Just “upsized” this one for my (slightly bigheaded) toddler son. 🙂 Not entirely straight, my pins did not want to go through all the layers of fleece & sheep, buuut managed to get it sorta straight with the flap and all… I forgot to read the instructions, but I did not topstitch all around, I first sewed the sheep layers of the front-flap together, then crammed the 4 layers in the hat and sewed all around. From the outside I took the 2 layers of fleece together and edgestitched them together (whip stitch would have been the pretty way to go, but this is more secure and it’s hidden anyway…)
I love this hat, almost forgot the straps, but last-minute remembered to cut some and put them in. I’m a fan of the sherlock-look too, but my kid isn’t either…
Just because a picture (or 2) say(s) more than a 1000 words… 😉
Thanks for the inspiration and please don’t disappear from my feedly reader again. I love your blog. 🙂
Thank you so much Jolien! I love your hat. Great job! Thank you so much for sharing it with me.
there is no top part when I printed out the pattern
That’s correct. On the side hat piece it will tell you what dimensions to cut it to. It’s just a rectangle, so I felt creating a pattern piece for it would be a waste of paper. I hope that helps! Let me know if you have any more questions.
There were no measurements on my downloaded hat pattern pieces for the rectangular piece.
Can’t do it without them.
Hi Chris. I should have clarified in the post…will add it now. There are measurements for the rectangle on the side hat pattern piece. It is labeled as the “Hat Top Strip.” Hope that helps!
– Delia 🙂
Thank you so much for sharing ♥ It’s really cute and perfect for winter 😉
Thank you Christelle!
i just made one for my three week old grandson- red and black plaid lined with Sherpa – adorable. Reduced pattern by 20% to get perfect size for infant.

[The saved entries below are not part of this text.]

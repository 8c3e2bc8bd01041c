// SPDX-License-Identifier: PMPL-1.0-or-later
// Copyright (c) 2026 Jonathan D.A. Jewell (hyperpolymath) <jonathan.jewell@open.ac.uk>
//
// Lua engine host.
//
// Runs story scripts in an embedded Lua 5.4 VM. The host knows nothing about
// rooms, objects, or parsing; all of that lives in the bootstrap scripts and
// the game. The contract with the scripts is small:
//
//   iface:cmd(text)  -> response [, ok]   -- required
//   iface:load(path) -> ok                -- optional
//
// `response` may be nil (no output). `ok` may be nil or true (status 0),
// false (status 1), or a whole number passed through untouched. Any other
// `ok` is reported as an engine failure. Without
// `iface:load`, a save slot is executed as a Lua chunk in the game VM.

use std::path::{Path, PathBuf};

use mlua::{Function, Lua, Table, Value};
use tracing::{debug, error, info, instrument, warn};

use metaparser_core::error::Result;
use metaparser_core::{BridgeConfig, BridgeError, CommandOutput, EnginePaths, status};

use crate::loader::ResourceLoader;
use crate::traits::{Engine, Extension};

/// Interpreter state that exists only between `init` and `done`.
struct LuaSession {
    lua: Lua,
    game_dir: PathBuf,
}

/// [`Engine`] backed by an embedded Lua VM.
pub struct LuaEngine {
    config: BridgeConfig,
    extensions: Vec<Extension>,
    session: Option<LuaSession>,
}

impl LuaEngine {
    pub fn new() -> Self {
        Self::with_config(BridgeConfig::default())
    }

    pub fn with_config(config: BridgeConfig) -> Self {
        Self {
            config,
            extensions: Vec::new(),
            session: None,
        }
    }

    /// Number of extensions waiting for (or active in) the interpreter.
    pub fn extension_count(&self) -> usize {
        self.extensions.len()
    }

    fn session(&self) -> Result<&LuaSession> {
        self.session.as_ref().ok_or(BridgeError::NotInitialized)
    }

    /// Publish every extension function as a Lua global.
    fn install_functions(&self, lua: &Lua) -> Result<()> {
        let globals = lua.globals();
        for function in self.extensions.iter().flat_map(Extension::functions) {
            let callback = function.callback();
            let name = function.name().to_string();
            let lua_fn = lua
                .create_function(move |_, ()| {
                    debug!(function = %name, "host function called from script");
                    callback();
                    Ok(())
                })
                .map_err(script_err)?;
            globals.set(function.name(), lua_fn).map_err(script_err)?;
        }
        Ok(())
    }

    /// Let `require` find modules next to the bootstrap resources and the game.
    fn set_search_path(lua: &Lua, roots: &[&Path]) -> Result<()> {
        let path = roots
            .iter()
            .flat_map(|root| {
                let root = root.display();
                [format!("{root}/?.lua"), format!("{root}/?/init.lua")]
            })
            .collect::<Vec<_>>()
            .join(";");
        let package: Table = lua.globals().get("package").map_err(script_err)?;
        package.set("path", path).map_err(script_err)?;
        Ok(())
    }

    fn run_bootstrap(&self, lua: &Lua, loader: &ResourceLoader) -> Result<()> {
        for extension in &self.extensions {
            for name in extension.bootstrap() {
                let resource = loader.load(name)?;
                lua.load(resource.source.as_str())
                    .set_name(resource.chunk_name())
                    .exec()
                    .map_err(|e| BridgeError::Bootstrap {
                        resource: name.clone(),
                        reason: e.to_string(),
                    })?;
                info!(
                    extension = extension.name(),
                    resource = %name,
                    path = %resource.path.display(),
                    "bootstrap script loaded"
                );
            }
        }
        Ok(())
    }

    fn run_main_script(&self, lua: &Lua, game_dir: &Path) -> Result<()> {
        let main = game_dir.join(&self.config.main_script);
        let source = std::fs::read_to_string(&main).map_err(|e| BridgeError::Engine {
            code: status::ENGINE_FAILURE,
            reason: format!("cannot read {}: {e}", main.display()),
        })?;
        lua.load(source.as_str())
            .set_name(format!("@{}", self.config.main_script))
            .exec()
            .map_err(script_err)
    }
}

impl Default for LuaEngine {
    fn default() -> Self {
        Self::new()
    }
}

impl Engine for LuaEngine {
    fn register_extension(&mut self, extension: Extension) -> Result<()> {
        if self.session.is_some() {
            return Err(BridgeError::AlreadyInitialized);
        }
        for function in extension.functions() {
            let taken = self
                .extensions
                .iter()
                .flat_map(Extension::functions)
                .any(|f| f.name() == function.name());
            if taken {
                return Err(BridgeError::DuplicateFunction(function.name().to_string()));
            }
        }
        debug!(
            extension = extension.name(),
            functions = extension.functions().len(),
            bootstrap = extension.bootstrap().len(),
            "extension registered"
        );
        self.extensions.push(extension);
        Ok(())
    }

    #[instrument(skip_all, fields(game = paths.game_name()))]
    fn init(&mut self, paths: &EnginePaths) -> Result<()> {
        if self.session.is_some() {
            return Err(BridgeError::AlreadyInitialized);
        }

        let lua = Lua::new();
        let resource_root = self.config.resource_root(&paths.work_dir).to_path_buf();
        self.install_functions(&lua)?;
        Self::set_search_path(&lua, &[resource_root.as_path(), paths.game_dir.as_path()])?;
        self.run_bootstrap(&lua, &ResourceLoader::new(&resource_root))?;
        self.run_main_script(&lua, &paths.game_dir)?;

        self.session = Some(LuaSession {
            lua,
            game_dir: paths.game_dir.clone(),
        });
        info!("lua engine started");
        Ok(())
    }

    fn command(&mut self, text: &str) -> Result<CommandOutput> {
        let session = self.session()?;
        let iface = iface(&session.lua)?;
        let cmd: Function = iface
            .get::<Option<Function>>("cmd")
            .map_err(script_err)?
            .ok_or_else(|| BridgeError::Script("`iface.cmd` is not defined".into()))?;

        let (response, flag): (Value, Value) = cmd.call((iface, text)).map_err(|e| {
            error!(command = text, error = %e, "command raised a script error");
            script_err(e)
        })?;

        let output = CommandOutput {
            text: response_text(response)?,
            status: flag_status(&flag),
        };
        debug!(command = text, status = output.status, bytes = output.text.len(), "command done");
        Ok(output)
    }

    fn load(&mut self, slot: Option<&Path>) -> Result<i32> {
        let session = self.session()?;
        let path = match slot {
            Some(path) => path.to_path_buf(),
            None => self.config.default_slot_path(&session.game_dir),
        };
        if !path.is_file() {
            warn!(slot = %path.display(), "save slot missing");
            return Err(BridgeError::SaveNotFound(path));
        }

        let hook = iface(&session.lua)
            .ok()
            .and_then(|t| t.get::<Option<Function>>("load").ok().flatten().map(|f| (t, f)));
        let code = match hook {
            Some((iface, load)) => {
                let flag: Value = load
                    .call((iface, path.display().to_string()))
                    .map_err(script_err)?;
                flag_status(&flag)
            }
            None => {
                let source = std::fs::read_to_string(&path)?;
                session
                    .lua
                    .load(source.as_str())
                    .set_name(format!("@{}", path.display()))
                    .exec()
                    .map_err(script_err)?;
                status::OK
            }
        };
        info!(slot = %path.display(), status = code, "save slot restored");
        Ok(code)
    }

    fn done(&mut self) {
        if self.session.take().is_some() {
            info!("lua engine stopped");
        }
        self.extensions.clear();
    }

    fn is_running(&self) -> bool {
        self.session.is_some()
    }
}

fn script_err(e: mlua::Error) -> BridgeError {
    BridgeError::Script(e.to_string())
}

fn iface(lua: &Lua) -> Result<Table> {
    match lua.globals().get::<Value>("iface").map_err(script_err)? {
        Value::Table(table) => Ok(table),
        _ => Err(BridgeError::Script("scripts define no `iface` table".into())),
    }
}

fn response_text(value: Value) -> Result<String> {
    match value {
        Value::Nil => Ok(String::new()),
        Value::String(s) => Ok(s.to_string_lossy().to_string()),
        Value::Integer(n) => Ok(n.to_string()),
        Value::Number(n) => Ok(n.to_string()),
        other => Err(BridgeError::Script(format!(
            "`iface:cmd` returned a {} instead of text",
            other.type_name()
        ))),
    }
}

fn flag_status(flag: &Value) -> i32 {
    let code = match flag {
        Value::Nil | Value::Boolean(true) => return status::OK,
        Value::Boolean(false) => return status::COMMAND_FAILED,
        Value::Integer(code) => i32::try_from(*code).ok(),
        Value::Number(n) if n.fract() == 0.0 && *n >= f64::from(i32::MIN) && *n <= f64::from(i32::MAX) => {
            Some(*n as i32)
        }
        _ => None,
    };
    code.unwrap_or_else(|| {
        warn!(kind = flag.type_name(), "script reported a status that is not a whole number");
        status::ENGINE_FAILURE
    })
}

Oh my cuteness. That sounds darling!
Would you happen to know the size for the rectangle for the newborn hat?
Hi Pam. I do! It’s listed on the side hat pattern piece. I hope that helps! 🙂
When printing the pattern, do I print 100% or smaller? the little things that confuse us. 🙂
Love that hat! And Thank You! for sharing.
I love this hat! Would you happen to be selling the pattern in baby toddler and adult sizes???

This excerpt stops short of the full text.